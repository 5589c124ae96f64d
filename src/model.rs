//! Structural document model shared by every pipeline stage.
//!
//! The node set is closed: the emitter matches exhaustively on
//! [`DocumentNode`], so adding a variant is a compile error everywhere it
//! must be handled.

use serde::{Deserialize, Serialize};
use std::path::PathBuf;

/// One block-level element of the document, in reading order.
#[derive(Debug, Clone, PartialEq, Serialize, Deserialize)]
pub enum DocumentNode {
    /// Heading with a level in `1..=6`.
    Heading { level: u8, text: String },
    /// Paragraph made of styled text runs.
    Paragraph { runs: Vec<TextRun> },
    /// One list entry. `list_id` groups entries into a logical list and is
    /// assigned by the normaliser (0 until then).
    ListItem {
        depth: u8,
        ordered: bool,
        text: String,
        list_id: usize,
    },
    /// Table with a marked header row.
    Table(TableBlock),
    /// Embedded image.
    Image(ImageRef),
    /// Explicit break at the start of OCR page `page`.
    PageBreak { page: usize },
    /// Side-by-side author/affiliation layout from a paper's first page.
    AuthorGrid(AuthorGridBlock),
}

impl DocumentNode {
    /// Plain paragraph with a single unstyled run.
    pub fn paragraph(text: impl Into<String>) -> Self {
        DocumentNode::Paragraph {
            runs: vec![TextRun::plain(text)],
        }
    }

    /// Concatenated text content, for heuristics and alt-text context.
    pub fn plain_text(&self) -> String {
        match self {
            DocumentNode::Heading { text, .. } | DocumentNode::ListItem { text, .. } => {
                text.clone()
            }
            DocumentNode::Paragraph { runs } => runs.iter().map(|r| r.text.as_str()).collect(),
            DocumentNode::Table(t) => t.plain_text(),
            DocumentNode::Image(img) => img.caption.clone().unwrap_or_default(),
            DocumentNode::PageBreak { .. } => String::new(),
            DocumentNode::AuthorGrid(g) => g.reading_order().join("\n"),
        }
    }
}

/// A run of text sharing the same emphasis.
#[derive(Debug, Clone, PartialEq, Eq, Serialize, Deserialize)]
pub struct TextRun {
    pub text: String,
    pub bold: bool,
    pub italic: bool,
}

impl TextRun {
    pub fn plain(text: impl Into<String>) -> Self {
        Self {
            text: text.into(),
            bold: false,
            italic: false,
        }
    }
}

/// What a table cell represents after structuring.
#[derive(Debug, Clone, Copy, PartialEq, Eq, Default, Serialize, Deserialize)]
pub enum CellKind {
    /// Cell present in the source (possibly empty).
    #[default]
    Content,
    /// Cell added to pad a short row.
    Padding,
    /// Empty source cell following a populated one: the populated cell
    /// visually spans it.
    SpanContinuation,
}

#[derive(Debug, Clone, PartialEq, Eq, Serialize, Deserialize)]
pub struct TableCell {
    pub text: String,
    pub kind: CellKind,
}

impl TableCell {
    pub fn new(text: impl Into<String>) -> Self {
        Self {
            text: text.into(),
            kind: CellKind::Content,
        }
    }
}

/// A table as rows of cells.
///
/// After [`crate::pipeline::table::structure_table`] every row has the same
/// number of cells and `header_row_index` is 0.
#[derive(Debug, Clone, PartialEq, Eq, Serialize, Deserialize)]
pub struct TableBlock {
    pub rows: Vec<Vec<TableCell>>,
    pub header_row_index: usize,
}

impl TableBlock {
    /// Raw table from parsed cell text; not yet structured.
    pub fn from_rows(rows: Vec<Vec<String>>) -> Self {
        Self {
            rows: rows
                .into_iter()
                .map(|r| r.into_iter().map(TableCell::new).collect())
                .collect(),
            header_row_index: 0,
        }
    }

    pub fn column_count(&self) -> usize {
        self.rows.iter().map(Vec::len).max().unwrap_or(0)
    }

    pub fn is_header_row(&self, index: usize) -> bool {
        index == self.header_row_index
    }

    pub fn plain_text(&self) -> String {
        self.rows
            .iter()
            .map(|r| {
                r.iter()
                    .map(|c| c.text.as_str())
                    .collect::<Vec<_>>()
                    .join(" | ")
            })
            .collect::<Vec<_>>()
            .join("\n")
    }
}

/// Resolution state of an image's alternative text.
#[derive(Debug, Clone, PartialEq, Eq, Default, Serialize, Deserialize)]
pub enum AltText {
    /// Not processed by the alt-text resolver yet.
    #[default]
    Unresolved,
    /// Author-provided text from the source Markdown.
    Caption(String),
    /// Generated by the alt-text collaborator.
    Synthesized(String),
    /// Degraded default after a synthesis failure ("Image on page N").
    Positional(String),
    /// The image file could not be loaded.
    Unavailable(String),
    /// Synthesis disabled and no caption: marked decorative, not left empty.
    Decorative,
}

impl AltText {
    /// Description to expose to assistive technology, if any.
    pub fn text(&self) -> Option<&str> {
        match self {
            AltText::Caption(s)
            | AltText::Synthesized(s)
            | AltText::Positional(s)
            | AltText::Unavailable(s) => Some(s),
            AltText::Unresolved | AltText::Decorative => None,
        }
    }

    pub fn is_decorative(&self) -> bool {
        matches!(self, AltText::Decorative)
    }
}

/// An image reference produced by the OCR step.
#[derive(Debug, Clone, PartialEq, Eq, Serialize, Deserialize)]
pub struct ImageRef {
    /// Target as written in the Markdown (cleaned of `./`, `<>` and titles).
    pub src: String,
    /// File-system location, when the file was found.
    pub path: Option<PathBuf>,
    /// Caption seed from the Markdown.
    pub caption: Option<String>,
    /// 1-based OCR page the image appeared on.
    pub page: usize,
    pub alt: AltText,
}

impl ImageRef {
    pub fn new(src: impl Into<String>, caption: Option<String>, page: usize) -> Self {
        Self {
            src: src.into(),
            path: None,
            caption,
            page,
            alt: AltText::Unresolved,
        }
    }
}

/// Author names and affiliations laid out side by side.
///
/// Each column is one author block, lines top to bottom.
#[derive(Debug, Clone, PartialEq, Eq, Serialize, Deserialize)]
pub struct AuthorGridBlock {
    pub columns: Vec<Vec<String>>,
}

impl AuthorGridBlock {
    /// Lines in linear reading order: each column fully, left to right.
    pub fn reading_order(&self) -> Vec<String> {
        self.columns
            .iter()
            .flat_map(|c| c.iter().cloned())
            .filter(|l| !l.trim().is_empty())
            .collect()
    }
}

== Exercise ==
Reproduce only the lines above spanning from the line containing "pub enum AltText" through the line containing "pub struct ImageRef", word for word.

== Your solution ==
pub enum AltText {
    /// Not processed by the alt-text resolver yet.
    #[default]
    Unresolved,
    /// Author-provided text from the source Markdown.
    Caption(String),
    /// Generated by the alt-text collaborator.
    Synthesized(String),
    /// Degraded default after a synthesis failure ("Image on page N").
    Positional(String),
    /// The image file could not be loaded.
    Unavailable(String),
    /// Synthesis disabled and no caption: marked decorative, not left empty.
    Decorative,
}

impl AltText {
    /// Description to expose to assistive technology, if any.
    pub fn text(&self) -> Option<&str> {
        match self {
            AltText::Caption(s)
            | AltText::Synthesized(s)
            | AltText::Positional(s)
            | AltText::Unavailable(s) => Some(s),
            AltText::Unresolved | AltText::Decorative => None,
        }
    }

    pub fn is_decorative(&self) -> bool {
        matches!(self, AltText::Decorative)
    }
}

/// An image reference produced by the OCR step.
#[derive(Debug, Clone, PartialEq, Eq, Serialize, Deserialize)]
pub struct ImageRef {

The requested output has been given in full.